As strange as the time-zone situation was, I kind of miss it. Indiana greatly simplified its time-keeping about five years ago, but the "What Time is it in Indiana?" web page is, thankfully, still available to assure us we were not making any of it up. It really was impossible to keep track of the time in Indiana through most of the twentieth century, since the state did not observe Daylight Savings time, except in some counties. And these counties were always changing. Having a watch was a liability, and I can only imagine what would happen to the clock on a cell phone, as a traveler passed from tower to tower through the state. See the page for an explanation of the map to the right, including the fact that some parts of this map reflect times that were officially "unofficial."

The time-zone situation had a couple of interesting implications for us. We lived in the border town of Oxford, Ohio for three years, mostly in the center of the town, but the last eight months house-sitting right on the line. Hoosiers were to us as Russkies were to Sarah Palin, except, as Pam points out, in our case it was literally true: we could see Indiana from our house. The practical implication was that my medical doctor was on the Indiana side of the nearby town of College Corner. Appointments were never as simple as "come in at 2:00 on Tuesday."

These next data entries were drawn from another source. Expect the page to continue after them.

//! Application settings structs, defaults and TOML persistence.
//!
//! All structs implement `Serialize`, `Deserialize`, `Default` and `Clone`
//! so they can be round-tripped through TOML files and shared across threads.

use anyhow::Result;
use serde::{Deserialize, Serialize};

use crate::i18n::Language;

use super::AppPaths;

// ---------------------------------------------------------------------------
// BackendConfig
// ---------------------------------------------------------------------------

/// Settings for the remote transcribe/answer backend.
#[derive(Debug, Clone, Serialize, Deserialize)]
pub struct BackendConfig {
    /// Base URL of the backend; `/incomingAudio` and `/rag` are appended to
    /// it.
    pub base_url: String,
    /// Maximum seconds to wait for a backend response before timing out.
    pub timeout_secs: u64,
}

impl Default for BackendConfig {
    fn default() -> Self {
        Self {
            base_url: "http://localhost:8000".into(),
            timeout_secs: 30,
        }
    }
}

// ---------------------------------------------------------------------------
// UiConfig
// ---------------------------------------------------------------------------

/// egui window appearance settings.
#[derive(Debug, Clone, Serialize, Deserialize)]
pub struct UiConfig {
    /// Window position `(x, y)` in screen pixels, applied at startup.
    /// `None` means let the OS / window manager pick a position.
    pub window_position: Option<(f32, f32)>,
    /// Initial window size `(width, height)` in logical pixels.
    pub window_size: (f32, f32),
}

impl Default for UiConfig {
    fn default() -> Self {
        Self {
            window_position: None,
            window_size: (480.0, 640.0),
        }
    }
}

// ---------------------------------------------------------------------------
// AppConfig  (top-level)
// ---------------------------------------------------------------------------

/// Top-level application configuration, serialised as `settings.toml`.
///
/// # Persistence
///
/// ```rust,no_run
/// use voice_assistant::config::AppConfig;
///
/// // Load (returns Default when file is missing)
/// let config = AppConfig::load().unwrap();
///
/// // Modify and save
/// // config.save().unwrap();
/// ```
#[derive(Debug, Clone, Serialize, Deserialize)]
pub struct AppConfig {
    /// Interface language; also sent to the backend as the `language_code`.
    pub language: Language,
    /// Remote backend settings.
    pub backend: BackendConfig,
    /// Window settings.
    pub ui: UiConfig,
}

impl Default for AppConfig {
    fn default() -> Self {
        Self {
            language: Language::default(),
            backend: BackendConfig::default(),
            ui: UiConfig::default(),
        }
    }
}

impl AppConfig {
    /// Load configuration from the platform-appropriate `settings.toml`.
    ///
    /// Returns `Ok(AppConfig::default())` when the file does not exist yet
    /// (first-run scenario) so callers never need to special-case a missing
    /// file.
    pub fn load() -> Result<Self> {
        Self::load_from(&AppPaths::new().settings_file)
    }

    /// Load from an explicit path (useful for tests).
    pub fn load_from(path: &std::path::Path) -> Result<Self> {
        if !path.exists() {
            return Ok(Self::default());
        }
        let content = std::fs::read_to_string(path)?;
        let config: Self = toml::from_str(&content)?;
        Ok(config)
    }

    /// Save configuration to the platform-appropriate `settings.toml`,
    /// creating parent directories as needed.
    pub fn save(&self) -> Result<()> {
        self.save_to(&AppPaths::new().settings_file)
    }

    /// Save to an explicit path (useful for tests).
    pub fn save_to(&self, path: &std::path::Path) -> Result<()> {
        if let Some(parent) = path.parent() {
            std::fs::create_dir_all(parent)?;
        }
        let content = toml::to_string_pretty(self)?;
        std::fs::write(path, content)?;
        Ok(())
    }
}

// ---------------------------------------------------------------------------
// Tests
// ---------------------------------------------------------------------------

#[cfg(test)]
mod tests {
    use super::*;
    use tempfile::tempdir;

    /// Verify that a default `AppConfig` can be serialised to TOML and
    /// deserialised back without any data loss.
    #[test]
    fn round_trip_toml() {
        let dir = tempdir().expect("temp dir");
        let path = dir.path().join("settings.toml");

        let original = AppConfig::default();
        original.save_to(&path).expect("save");

        let loaded = AppConfig::load_from(&path).expect("load");

        assert_eq!(original.language, loaded.language);
        assert_eq!(original.backend.base_url, loaded.backend.base_url);
        assert_eq!(original.backend.timeout_secs, loaded.backend.timeout_secs);
        assert_eq!(original.ui.window_position, loaded.ui.window_position);
        assert_eq!(original.ui.window_size, loaded.ui.window_size);
    }

    /// `load_from` on a non-existent path must return `Default` without error.
    #[test]
    fn load_missing_returns_default() {
        let dir = tempdir().expect("temp dir");
        let path = dir.path().join("nonexistent.toml");

        let config = AppConfig::load_from(&path).expect("should not error");
        let default = AppConfig::default();

        assert_eq!(config.language, default.language);
        assert_eq!(config.backend.base_url, default.backend.base_url);
    }

    #[test]
    fn default_values() {
        let cfg = AppConfig::default();

        assert_eq!(cfg.language, Language::NlBe);
        assert_eq!(cfg.backend.base_url, "http://localhost:8000");
        assert_eq!(cfg.backend.timeout_secs, 30);
        assert!(cfg.ui.window_position.is_none());
    }

    /// Verify that modified non-default values survive a round trip.
    #[test]
    fn round_trip_modified_values() {
        let dir = tempdir().expect("temp dir");
        let path = dir.path().join("modified.toml");

        let mut cfg = AppConfig::default();
        cfg.language = Language::FrFr;
        cfg.backend.base_url = "http://backend.internal:9000".into();
        cfg.backend.timeout_secs = 10;
        cfg.ui.window_position = Some((100.0, 200.0));

        cfg.save_to(&path).expect("save");
        let loaded = AppConfig::load_from(&path).expect("load");

        assert_eq!(loaded.language, Language::FrFr);
        assert_eq!(loaded.backend.base_url, "http://backend.internal:9000");
        assert_eq!(loaded.backend.timeout_secs, 10);
        assert_eq!(loaded.ui.window_position, Some((100.0, 200.0)));
    }
}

In that same town, school planners had gone out of their way to celebrate the odd situation. The inevitable "Stateline Road" has one interruption in town -- a gap where the local school is located. Not only did this school have the privilege of reporting to two, different state-education bureaucracies, but the classes in each side of the building would be on the same clock at the beginning and end of the school year, but not in the middle. The dashed line on the map below quite deliberately splits the school. I can only imagine that the principal's desk is on the line (I'd put it there if I were principal, just for the thrill of it).

View Larger Map

I was grateful that in Indiana, counties did matter, and that might account for part of my nostalgia. I've visited 60 of its 92 counties at one time or other, and certainly wore a groove in the Indiana section of Interstate 70, which is between several of the places I've lived.

As we've said, the time-zone confusion is all in the past. It made the state a bit more interesting than it otherwise would have been, and I guess all we can tease Indiana about now is its obsession with high school basketball.